• _Your task_: Down to the last line, reproduce the records exactly.
--- Supplied data Enclosed Below ---
impl SyncOrchestrator {
    pub fn new(
        snapshots: Arc<dyn SnapshotStore>,
        pipeline: Pipeline,
        ignore: Arc<dyn IgnorePredicate>,
        settings: SyncSettings,
    ) -> Self {
        Self {
            inner: Arc::new(Inner {
                snapshots,
                pipeline,
                ignore,
                settings,
                runs: Mutex::new(HashMap::new()),
            }),
        }
    }

    /// Build an orchestrator from configuration: SQLite snapshot store,
    /// the configured vector backend, embedder, chunker and retry policy.
    pub async fn from_config(config: &Config) -> anyhow::Result<Self> {
        let pool = db::connect(config).await?;
        migrate::run_migrations(&pool).await?;

        let store = create_store(config.store.kind()?, &pool);
        let embedder = create_embedder(&config.embedding)?;
        let chunker = Arc::new(LineChunker::new(
            config.chunking.max_lines,
            config.chunking.overlap_lines,
        ));
        let retry = RetryPolicy::from_config(
            &config.retry,
            Duration::from_secs(config.embedding.timeout_secs),
        );
        let pipeline = Pipeline::new(chunker, embedder, store, retry)
            .with_embed_batch_size(config.embedding.batch_size)
            .with_max_file_bytes(config.sync.max_file_bytes);
        let ignore = Arc::new(IgnoreMatcher::new(
            &config.sync.include_globs,
            &config.sync.exclude_globs,
        )?);

        Ok(Self::new(
            Arc::new(SqliteSnapshotStore::new(pool)),
            pipeline,
            ignore,
            SyncSettings::from_config(&config.sync),
        ))
    }

    /// Start a run in the background. Must be called within a Tokio runtime.
    pub fn start_sync(&self, root: &Path, options: SyncOptions) -> Result<SyncHandle, SyncError> {
        let identity = CodebaseIdentity::resolve(root)?;
        let run_id = Uuid::new_v4();
        let guard = self.inner.begin(&identity, run_id)?;
        let cancel = CancellationToken::new();

        tracing::info!(
            identity = %identity.id,
            root = %identity.root.display(),
            run_id = %run_id,
            "sync started"
        );

        let inner = Arc::clone(&self.inner);
        let run_identity = identity.clone();
        let run_cancel = cancel.clone();
        let join = tokio::spawn(async move {
            let mut failures = Vec::new();
            let result = inner
                .execute(&run_identity, &options, &run_cancel, run_id, &mut failures)
                .await;
            let status = match &result {
                Ok(report) => report.status(),
                Err(e) => {
                    tracing::error!(identity = %run_identity.id, error = %e, "sync failed");
                    SyncStatus::Failed {
                        error: e.to_string(),
                        failures,
                    }
                }
            };
            inner.set_status(&run_identity.id, run_id, status);
            drop(guard);
            result
        });

        Ok(SyncHandle {
            run_id,
            identity,
            cancel,
            join,
        })
    }

    /// Run a sync to completion.
    pub async fn run_sync(&self, root: &Path, options: SyncOptions) -> Result<SyncReport, SyncError> {
        self.start_sync(root, options)?.wait().await
    }

    /// Current status of `root`: the run this process knows about, or the
    /// state recorded in the snapshot.
    pub async fn get_sync_status(&self, root: &Path) -> Result<SyncStatus, SyncError> {
        let identity = CodebaseIdentity::resolve(root)?;
        if let Some(status) = self.inner.status(&identity.id) {
            return Ok(status);
        }
        let snapshot = self
            .inner
            .snapshots
            .load(&identity.id)
            .await
            .map_err(SyncError::SnapshotLoad)?;
        Ok(SyncStatus::from_snapshot(snapshot.as_ref()))
    }

    /// Drop the collection and the snapshot of `root`. The collection goes
    /// first: if that fails nothing has changed, and a snapshot left behind
    /// by a later failure is discarded by the next run because its
    /// collection is gone. Returns whether anything existed.
    pub async fn clear_index(&self, root: &Path) -> Result<bool, SyncError> {
        let identity = CodebaseIdentity::resolve(root)?;
        let guard = self.inner.begin(&identity, Uuid::new_v4())?;
        let result = self.inner.clear(&identity).await;
        self.inner.forget(&identity.id);
        drop(guard);
        result
    }

    /// Scan and diff without touching the store or the snapshot.
    pub async fn plan(&self, root: &Path) -> Result<SyncPlan, SyncError> {
        let identity = CodebaseIdentity::resolve(root)?;
        let mut prior = BTreeMap::new();
        let loaded = self
            .inner
            .snapshots
            .load(&identity.id)
            .await
            .map_err(SyncError::SnapshotLoad)?;
        if let Some(snapshot) = loaded {
            if self
                .inner
                .pipeline
                .store()
                .has_collection(&snapshot.collection)
                .await?
            {
                prior = snapshot.fingerprints();
            }
        }
        let scan = self.inner.scan(identity.root.clone()).await?;
        Ok(diff(&prior, &effective_fingerprints(&prior, &scan)))
    }

    /// Similarity search over the indexed chunks of `root`.
    pub async fn search(
        &self,
        root: &Path,
        query: &str,
        limit: usize,
        filter: Option<&Filter>,
    ) -> Result<Vec<SearchHit>, SyncError> {
        let identity = CodebaseIdentity::resolve(root)?;
        let collection = self
            .inner
            .snapshots
            .load(&identity.id)
            .await
            .map_err(SyncError::SnapshotLoad)?
            .map(|s| s.collection)
            .unwrap_or_else(|| identity.collection.clone());

        let store = self.inner.pipeline.store();
        if !store.has_collection(&collection).await? {
            return Ok(Vec::new());
        }
        let vector = self.inner.pipeline.embed_query(query).await?;
        Ok(store.search(&collection, &vector, limit, filter).await?)
    }
}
--- End of Enclosed Supplied data ---
• _Response area_:
impl SyncOrchestrator {
    pub fn new(
        snapshots: Arc<dyn SnapshotStore>,
        pipeline: Pipeline,
        ignore: Arc<dyn IgnorePredicate>,
        settings: SyncSettings,
    ) -> Self {
        Self {
            inner: Arc::new(Inner {
                snapshots,
                pipeline,
                ignore,
                settings,
                runs: Mutex::new(HashMap::new()),
            }),
        }
    }

    /// Build an orchestrator from configuration: SQLite snapshot store,
    /// the configured vector backend, embedder, chunker and retry policy.
    pub async fn from_config(config: &Config) -> anyhow::Result<Self> {
        let pool = db::connect(config).await?;
        migrate::run_migrations(&pool).await?;

        let store = create_store(config.store.kind()?, &pool);
        let embedder = create_embedder(&config.embedding)?;
        let chunker = Arc::new(LineChunker::new(
            config.chunking.max_lines,
            config.chunking.overlap_lines,
        ));
        let retry = RetryPolicy::from_config(
            &config.retry,
            Duration::from_secs(config.embedding.timeout_secs),
        );
        let pipeline = Pipeline::new(chunker, embedder, store, retry)
            .with_embed_batch_size(config.embedding.batch_size)
            .with_max_file_bytes(config.sync.max_file_bytes);
        let ignore = Arc::new(IgnoreMatcher::new(
            &config.sync.include_globs,
            &config.sync.exclude_globs,
        )?);

        Ok(Self::new(
            Arc::new(SqliteSnapshotStore::new(pool)),
            pipeline,
            ignore,
            SyncSettings::from_config(&config.sync),
        ))
    }

    /// Start a run in the background. Must be called within a Tokio runtime.
    pub fn start_sync(&self, root: &Path, options: SyncOptions) -> Result<SyncHandle, SyncError> {
        let identity = CodebaseIdentity::resolve(root)?;
        let run_id = Uuid::new_v4();
        let guard = self.inner.begin(&identity, run_id)?;
        let cancel = CancellationToken::new();

        tracing::info!(
            identity = %identity.id,
            root = %identity.root.display(),
            run_id = %run_id,
            "sync started"
        );

        let inner = Arc::clone(&self.inner);
        let run_identity = identity.clone();
        let run_cancel = cancel.clone();
        let join = tokio::spawn(async move {
            let mut failures = Vec::new();
            let result = inner
                .execute(&run_identity, &options, &run_cancel, run_id, &mut failures)
                .await;
            let status = match &result {
                Ok(report) => report.status(),
                Err(e) => {
                    tracing::error!(identity = %run_identity.id, error = %e, "sync failed");
                    SyncStatus::Failed {
                        error: e.to_string(),
                        failures,
                    }
                }
            };
            inner.set_status(&run_identity.id, run_id, status);
            drop(guard);
            result
        });

        Ok(SyncHandle {
            run_id,
            identity,
            cancel,
            join,
        })
    }

    /// Run a sync to completion.
    pub async fn run_sync(&self, root: &Path, options: SyncOptions) -> Result<SyncReport, SyncError> {
        self.start_sync(root, options)?.wait().await
    }

    /// Current status of `root`: the run this process knows about, or the
    /// state recorded in the snapshot.
    pub async fn get_sync_status(&self, root: &Path) -> Result<SyncStatus, SyncError> {
        let identity = CodebaseIdentity::resolve(root)?;
        if let Some(status) = self.inner.status(&identity.id) {
            return Ok(status);
        }
        let snapshot = self
            .inner
            .snapshots
            .load(&identity.id)
            .await
            .map_err(SyncError::SnapshotLoad)?;
        Ok(SyncStatus::from_snapshot(snapshot.as_ref()))
    }

    /// Drop the collection and the snapshot of `root`. The collection goes
    /// first: if that fails nothing has changed, and a snapshot left behind
    /// by a later failure is discarded by the next run because its
    /// collection is gone. Returns whether anything existed.
    pub async fn clear_index(&self, root: &Path) -> Result<bool, SyncError> {
        let identity = CodebaseIdentity::resolve(root)?;
        let guard = self.inner.begin(&identity, Uuid::new_v4())?;
        let result = self.inner.clear(&identity).await;
        self.inner.forget(&identity.id);
        drop(guard);
        result
    }

    /// Scan and diff without touching the store or the snapshot.
    pub async fn plan(&self, root: &Path) -> Result<SyncPlan, SyncError> {
        let identity = CodebaseIdentity::resolve(root)?;
        let mut prior = BTreeMap::new();
        let loaded = self
            .inner
            .snapshots
            .load(&identity.id)
            .await
            .map_err(SyncError::SnapshotLoad)?;
        if let Some(snapshot) = loaded {
            if self
                .inner
                .pipeline
                .store()
                .has_collection(&snapshot.collection)
                .await?
            {
                prior = snapshot.fingerprints();
            }
        }
        let scan = self.inner.scan(identity.root.clone()).await?;
        Ok(diff(&prior, &effective_fingerprints(&prior, &scan)))
    }

    /// Similarity search over the indexed chunks of `root`.
    pub async fn search(
        &self,
        root: &Path,
        query: &str,
        limit: usize,
        filter: Option<&Filter>,
    ) -> Result<Vec<SearchHit>, SyncError> {
        let identity = CodebaseIdentity::resolve(root)?;
        let collection = self
            .inner
            .snapshots
            .load(&identity.id)
            .await
            .map_err(SyncError::SnapshotLoad)?
            .map(|s| s.collection)
            .unwrap_or_else(|| identity.collection.clone());

        let store = self.inner.pipeline.store();
        if !store.has_collection(&collection).await? {
            return Ok(Vec::new());
        }
        let vector = self.inner.pipeline.embed_query(query).await?;
        Ok(store.search(&collection, &vector, limit, filter).await?)
    }
}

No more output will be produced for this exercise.